Sur son site, le Global Footprint Network propose de nombreuses simulations de l'impact qu'auraient certaines mesures mises en œuvre à l'échelle mondiale, en nombre de jours gagnés. Par exemple, diviser nos émissions de CO2 par deux ferait survenir le jour du dépassement trois mois plus tard ; remplacer un tiers des distances parcourues en voitures par des transports en commun, du vélo ou de la marche permettrait de reculer de 13 jours supplémentaires.
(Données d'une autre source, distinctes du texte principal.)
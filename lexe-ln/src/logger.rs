//! # logger
//!
//! This module contains the logging config for SGX nodes.
//!
//! During development, the log level is configurable via the `RUST_LOG`
//! environment variable. For example, `RUST_LOG=trace cargo run` would run the
//! node with all logs enabled.
//!
//! Recall that in production, SGX enclaves won't see environment variables.
//! In either case, the log level defaults to `RUST_LOG=info`.
//!
//! ### Per-Target Filtering
//!
//! You can also filter logs on a per-crate/per-module basis:
//!
//! ```bash
//! $ RUST_LOG=warn,node=debug,hyper::client::conn=error cargo run node
//! ```
//!
//! Breaking down the above example, it would:
//!
//! 1. expose all `DEBUG`+ logs from the `node` crate
//! 2. silence all logs except `ERROR`s from the `conn` module in `hyper`
//! 3. default all other targets to `WARN`+
//!
//! ### Syntax
//!
//! The full syntax is, `RUST_LOG=<filter_1>,<filter_2>,...,<filter_n>`,
//! where each `<filter_i>` is of the form:
//!
//! * `trace` (bare LEVEL)
//! * `foo` (bare TARGET)
//! * `foo=trace` (TARGET=LEVEL)
//! * `foo[{bar,baz}]=info` (TARGET[{FIELD,+}]=LEVEL)

use std::{io, ops::Deref, str::FromStr, sync::LazyLock};

use anyhow::anyhow;
use lexe_api::{define_trace_id_fns, trace};
use lightning::util::logger::{Level as LdkLevel, Logger, Record};
use tracing_core::{
    Callsite, Event, Kind, Level, LevelFilter, Metadata, dispatcher,
    field::{Field, FieldSet, Value},
    identify_callsite,
    subscriber::Interest,
};
use tracing_subscriber::{
    Layer as LayerTrait, Registry,
    filter::{Filtered, Targets},
    fmt::{
        Layer,
        format::{Compact, DefaultFields, Format},
    },
    layer::{Layered, SubscriberExt},
    util::SubscriberInitExt,
};

/// Initialize the global `tracing` logger.
///
/// + The logger will print enabled `tracing` events and spans to stderr.
/// + The default log level includes INFO, WARN, and ERROR events.
///
/// Panics if a logger is already initialized. This will fail if used in tests,
/// since multiple test threads will compete to set the global logger.
pub fn init(rust_log: Option<&str>, allow_trace: bool) {
    try_init(rust_log, allow_trace).expect("Failed to setup logger");
}

/// Use this to initialize the global logger in tests.
#[cfg(any(test, feature = "test-utils"))]
pub fn init_for_testing() {
    let rust_log = std::env::var("RUST_LOG").ok();

    // Don't panic if there's already a logger setup.
    // Multiple tests might try setting the global logger.
    let _ = try_init(rust_log.as_deref(), true);
}

/// Try to initialize a global logger.
/// Returns `Err` if another global logger is already set.
pub fn try_init(
    rust_log: Option<&str>,
    allow_trace: bool,
) -> anyhow::Result<()> {
    // If `RUST_LOG` isn't set, use "off" to initialize a no-op subscriber so
    // that all the `TraceId` infrastructure still works somewhat normally.
    let rust_log = rust_log.unwrap_or("off");

    subscriber(rust_log, allow_trace)
        .try_init()
        .context("Logger already initialized")?;

    define_trace_id_fns!(SubscriberType);
    trace::GET_TRACE_ID_FN
        .set(get_trace_id_from_span)
        .map_err(|_| anyhow!("GET_TRACE_ID_FN already set"))?;
    trace::INSERT_TRACE_ID_FN
        .set(insert_trace_id_into_span)
        .map_err(|_| anyhow!("INSERT_TRACE_ID_FN already set"))?;

    Ok(())
}

/// The full type of our subscriber which is downcasted to when recovering
/// `TraceId`s. If having trouble naming this correctly, change this to some
/// dummy value (e.g. `u32`) and the compiler will tell you what it should be.
type SubscriberType = Layered<
    Filtered<
        Layer<Registry, DefaultFields, Format<Compact>, fn() -> io::Stderr>,
        Targets,
        Registry,
    >,
    Registry,
>;

/// Generates our [`tracing::Subscriber`] impl by parsing a simplified target
/// filter from the passed in RUST_LOG value. We parse the targets list manually
/// because the `env_filter` brings in too many deps (like regex) for SGX.
/// Defaults to INFO logs if we can't parse the targets filter.
///
/// This function is extracted so that we can check the correctness of the
/// `SubscriberType` type alias, which allows us to downcast back to our
/// subscriber to recover `TraceId`s.
fn subscriber(rust_log: &str, allow_trace: bool) -> SubscriberType {
    // TODO(phlip9): non-blocking writer for prod
    // see: https://docs.rs/tracing-appender/latest/tracing_appender/non_blocking/index.html
    let targets = Targets::from_str(rust_log)
        .inspect_err(|e| eprintln!("Invalid RUST_LOG; using INFO: {e}"))
        .unwrap_or_else(|_| Targets::new().with_default(Level::INFO));

    // Allow TRACE logs in debug builds or if explicitly requested
    let clamped_targets =
        if cfg!(any(test, debug_assertions, feature = "test-utils"))
            || allow_trace
        {
            targets
        } else {
            clamp_targets(targets)
        };

    let stderr_log = tracing_subscriber::fmt::Layer::default()
        .compact()
        .with_level(true)
        .with_target(true)
        .with_writer(io::stderr as fn() -> io::Stderr)
        // Enable colored outputs.
        // TODO(max): This should be disabled when outputting to files - a
        //            second subscriber is probably needed.
        .with_ansi(true)
        .with_filter(clamped_targets);

    tracing_subscriber::registry().with(stderr_log)
}

/// Disallows TRACE logs as a default or for any specific target.
fn clamp_targets(targets: Targets) -> Targets {
    /// Sets a level to DEBUG if it is currently specified as TRACE.
    fn clamp_level(level: LevelFilter) -> LevelFilter {
        if level == LevelFilter::TRACE {
            LevelFilter::DEBUG
        } else {
            level
        }
    }

    // Disallow TRACE. Set the default level to INFO if no default is set.
    let clamped_default = match targets.default_level() {
        Some(level) => clamp_level(level),
        None => LevelFilter::INFO,
    };

    let targets = targets
        .into_iter()
        .map(|(target, level)| (target, clamp_level(level)))
        .collect::<Targets>();

    targets.with_default(clamped_default)
}

// -- LexeTracingLogger -- //

/// An adapter that impls LDK's [`Logger`] trait and dispatches LDK logs to the
/// current registered [`tracing`] log backend.
///
/// It is fine to clone and use the LexeTracingLogger directly.
///
/// [`Logger`]: lightning::util::logger::Logger
/// [`tracing`]: https://crates.io/crates/tracing
#[derive(Clone)]
pub struct LexeTracingLogger(InnerTracingLogger);

impl LexeTracingLogger {
    pub fn new() -> Self {
        Self(InnerTracingLogger)
    }
}

impl Deref for LexeTracingLogger {
    type Target = InnerTracingLogger;
    fn deref(&self) -> &Self::Target {
        &self.0
    }
}

impl Default for LexeTracingLogger {
    fn default() -> Self {
        Self::new()
    }
}

#[derive(Clone)]
pub struct InnerTracingLogger;

impl Logger for InnerTracingLogger {
    /// Convert LDK log records to [`tracing::Event`]s and then dispatch them
    /// to the current registered [`tracing::Subscriber`].
    fn log(&self, record: Record) {
        dispatcher::get_default(|dispatch| {
            // unfortunately, we can't just `tracing::event!()` here, since the
            // log-level isn't known at compile time (which tracing requires).
            //
            // instead, we make 5 different static `Callsite` instances each
            // with a corresponding log-level. this function takes the dynamic
            // record.level from LDK and maps it to a static `Callsite`.
            let (keys, meta) = loglevel_to_cs(record.level);

            // early exit if the subscriber is not interested.
            if !dispatch.enabled(meta) {
                return;
            }

            let current_span = tracing::Span::current();

            dispatch.event(&Event::new_child_of(
                current_span.id(),
                meta,
                &meta.fields().value_set(&[
                    (&keys.message, Some(&record.args as &dyn Value)),
                    (&keys.module, Some(&record.module_path)),
                    (&keys.line, Some(&record.line)),
                ]),
            ));
        });
    }
}

// This section is adapted from the [`tracing-log`] crate, which does this same
// sort of conversion but for the standard `log` crate.
//
// [`tracing-log`]: https://docs.rs/tracing-log

struct Fields {
    message: Field,
    module: Field,
    line: Field,
}

static FIELD_NAMES: &[&str] = &["message", "module", "line"];

impl Fields {
    fn new(cs: &'static dyn Callsite) -> Self {
        let fieldset = cs.metadata().fields();
        let message = fieldset.field("message").unwrap();
        let module = fieldset.field("module").unwrap();
        let line = fieldset.field("line").unwrap();
        Fields {
            message,
            module,
            line,
        }
    }
}

macro_rules! log_cs {
    ($level:expr, $cs:ident, $meta:ident, $ty:ident) => {
        struct $ty;
        static $cs: $ty = $ty;
        static $meta: Metadata<'static> = Metadata::new(
            "ldk log event",
            "ldk",
            $level,
            None,
            None,
            None,
            FieldSet::new(FIELD_NAMES, identify_callsite!(&$cs)),
            Kind::EVENT,
        );

        impl Callsite for $ty {
            fn set_interest(&self, _: Interest) {}
            fn metadata(&self) -> &'static Metadata<'static> {
                &$meta
            }
        }
    };
}

log_cs!(Level::TRACE, TRACE_CS, TRACE_META, TraceCallsite);
log_cs!(Level::DEBUG, DEBUG_CS, DEBUG_META, DebugCallsite);
log_cs!(Level::INFO, INFO_CS, INFO_META, InfoCallsite);
log_cs!(Level::WARN, WARN_CS, WARN_META, WarnCallsite);
log_cs!(Level::ERROR, ERROR_CS, ERROR_META, ErrorCallsite);

static TRACE_FIELDS: LazyLock<Fields> =
    LazyLock::new(|| Fields::new(&TRACE_CS));
static DEBUG_FIELDS: LazyLock<Fields> =
    LazyLock::new(|| Fields::new(&DEBUG_CS));
static INFO_FIELDS: LazyLock<Fields> = LazyLock::new(|| Fields::new(&INFO_CS));
static WARN_FIELDS: LazyLock<Fields> = LazyLock::new(|| Fields::new(&WARN_CS));
static ERROR_FIELDS: LazyLock<Fields> =
    LazyLock::new(|| Fields::new(&ERROR_CS));

fn loglevel_to_cs(
    level: LdkLevel,
) -> (&'static Fields, &'static Metadata<'static>) {
    match level {
        LdkLevel::Trace | LdkLevel::Gossip => (&*TRACE_FIELDS, &TRACE_META),
        LdkLevel::Debug => (&DEBUG_FIELDS, &DEBUG_META),
        LdkLevel::Info => (&INFO_FIELDS, &INFO_META),
        LdkLevel::Warn => (&WARN_FIELDS, &WARN_META),
        LdkLevel::Error => (&ERROR_FIELDS, &ERROR_META),
    }
}

// -- Tests -- //

#[cfg(test)]
mod test {
    use std::{collections::HashMap, env};

    use lexe_api::trace::TraceId;
    use tracing_core::{
        Dispatch, Subscriber,
        span::{Attributes, Id, Record},
    };

    use super::*;

    #[test]
    fn test_ldk_tracing_logger() {
        struct MockSubscriber;

        impl Subscriber for MockSubscriber {
            fn enabled(&self, _: &Metadata<'_>) -> bool {
                true
            }
            fn event(&self, event: &Event<'_>) {
                // make a hashmap name -> value of all the log fields
                struct HashMapVisitor(HashMap<&'static str, String>);

                impl tracing_core::field::Visit for HashMapVisitor {
                    fn record_debug(
                        &mut self,
                        field: &Field,
                        value: &dyn std::fmt::Debug,
                    ) {
                        self.0.insert(field.name(), format!("{value:?}"));
                    }
                }

                // should have the right level
                assert_eq!(event.metadata().level(), &Level::ERROR);

                // collect all the fields
                let mut visitor = HashMapVisitor(HashMap::new());
                event.record(&mut visitor);
                let fields = visitor.0;

                // should contain the expected message and fields
                assert_eq!(
                    fields.get("message"),
                    Some("hello: 123".to_owned()).as_ref()
                );
                assert!(fields.contains_key("module"));
                assert!(!fields.contains_key("file"));
                assert!(fields.contains_key("line"));
            }
            fn enter(&self, _: &Id) {}
            fn exit(&self, _: &Id) {}
            fn new_span(&self, _: &Attributes) -> Id {
                Id::from_u64(0xf00)
            }
            fn record(&self, _: &Id, _: &Record<'_>) {}
            fn record_follows_from(&self, _: &Id, _: &Id) {}
        }

        let dispatch = Dispatch::new(MockSubscriber);

        dispatcher::with_default(&dispatch, || {
            let ldk_logger = LexeTracingLogger::new();
            // LDK 0.0.125: `lightning::log_error!(ldk_logger, "hello: {}",
            // 123);` doesn't work as it expects LDK features to be
            // present in our own crate, which clippy now errors on.
            //
            // TODO(phlip9): revert when we update to latest LDK master.
            ldk_logger.log(lightning::util::logger::Record {
                level: LdkLevel::Error,
                peer_id: None,
                channel_id: None,
                args: format_args!("hello: {}", 123),
                module_path: "lexe_ln::logger::test",
                file: "logger.rs",
                line: 123,
                payment_hash: None,
            });
        });
    }

    #[test]
    fn get_and_insert_trace_ids() {
        // The test won't work properly if RUST_LOG is empty or "off".
        let rust_log = match env::var("RUST_LOG").ok() {
            Some(v) if v.starts_with("off") => return,
            Some(v) => v,
            None => return,
        };

        let allow_trace = false;
        let _ = try_init(Some(&rust_log), allow_trace);
        TraceId::get_and_insert_test_impl();
    }
}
À l'échelle nationale aussi, l'annonce du jour du dépassement fournit une occasion de battre le rappel sur la nécessité de faire collectivement évoluer nos modes de vie. C'est pourquoi l'ADEME, agence nationale de la transition écologique, s'en fait le relais. « Je continuerai à le faire chaque année », confie à La Tribune son président, Sylvain Waserman, qui « encourage les medias à s'en emparer ». L'ADEME insiste sur le poids des gestes du quotidien : consommation raisonnée d'eau et d'énergie, lutte contre le gaspillage, notamment alimentaire, recours à la deuxième main... Son président évoque aussi les 300 millions de bouteilles en plastique qu'on économiserait en passant au savon et au shampoing solides, ou encore les 2.700 litres d'eau nécessaire à la fabrication d'un T-shirt de la fast fashion.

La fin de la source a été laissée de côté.